Records contained in a dataset

-------------------------

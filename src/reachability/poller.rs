use super::monitor::ReachabilityMonitor;
use crate::config::types::ReachabilityConfig;
use std::sync::Arc;
use std::time::Duration;
use tokio_util::sync::CancellationToken;

/// Polls the backend over HTTP and publishes the result into a
/// [`ReachabilityMonitor`]. Any HTTP response counts as reachable; transport
/// failures count as unreachable.
#[derive(Debug)]
pub struct ReachabilityPoller {
    client: reqwest::Client,
    url: String,
    interval: Duration,
}

impl ReachabilityPoller {
    pub fn new(config: &ReachabilityConfig) -> Result<Self, reqwest::Error> {
        let client = reqwest::Client::builder().timeout(config.timeout).build()?;
        Ok(Self {
            client,
            url: config.check_url.clone(),
            interval: config.check_interval,
        })
    }

    pub async fn check(&self) -> bool {
        match self.client.head(&self.url).send().await {
            Ok(_) => true,
            Err(e) => {
                tracing::debug!(url = %self.url, error = %e, "Reachability check failed");
                false
            }
        }
    }

    pub async fn run(self, monitor: Arc<ReachabilityMonitor>, cancel: CancellationToken) {
        let mut interval = tokio::time::interval(self.interval);
        interval.set_missed_tick_behavior(tokio::time::MissedTickBehavior::Delay);

        loop {
            tokio::select! {
                _ = cancel.cancelled() => break,
                _ = interval.tick() => {
                    let reachable = self.check().await;
                    monitor.set_reachable(reachable);
                }
            }
        }

        tracing::debug!("Reachability poller stopped");
    }
}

-------------------------

Please quote every record above exactly as it appears.

filename src/reachability/poller.rs
use super::monitor::ReachabilityMonitor;
use crate::config::types::ReachabilityConfig;
use std::sync::Arc;
use std::time::Duration;
use tokio_util::sync::CancellationToken;

/// Polls the backend over HTTP and publishes the result into a
/// [`ReachabilityMonitor`]. Any HTTP response counts as reachable; transport
/// failures count as unreachable.
#[derive(Debug)]
pub struct ReachabilityPoller {
    client: reqwest::Client,
    url: String,
    interval: Duration,
}

impl ReachabilityPoller {
    pub fn new(config: &ReachabilityConfig) -> Result<Self, reqwest::Error> {
        let client = reqwest::Client::builder().timeout(config.timeout).build()?;
        Ok(Self {
            client,
            url: config.check_url.clone(),
            interval: config.check_interval,
        })
    }

    pub async fn check(&self) -> bool {
        match self.client.head(&self.url).send().await {
            Ok(_) => true,
            Err(e) => {
                tracing::debug!(url = %self.url, error = %e, "Reachability check failed");
                false
            }
        }
    }

    pub async fn run(self, monitor: Arc<ReachabilityMonitor>, cancel: CancellationToken) {
        let mut interval = tokio::time::interval(self.interval);
        interval.set_missed_tick_behavior(tokio::time::MissedTickBehavior::Delay);

        loop {
            tokio::select! {
                _ = cancel.cancelled() => break,
                _ = interval.tick() => {
                    let reachable = self.check().await;
                    monitor.set_reachable(reachable);
                }
            }
        }

        tracing::debug!("Reachability poller stopped");
    }
}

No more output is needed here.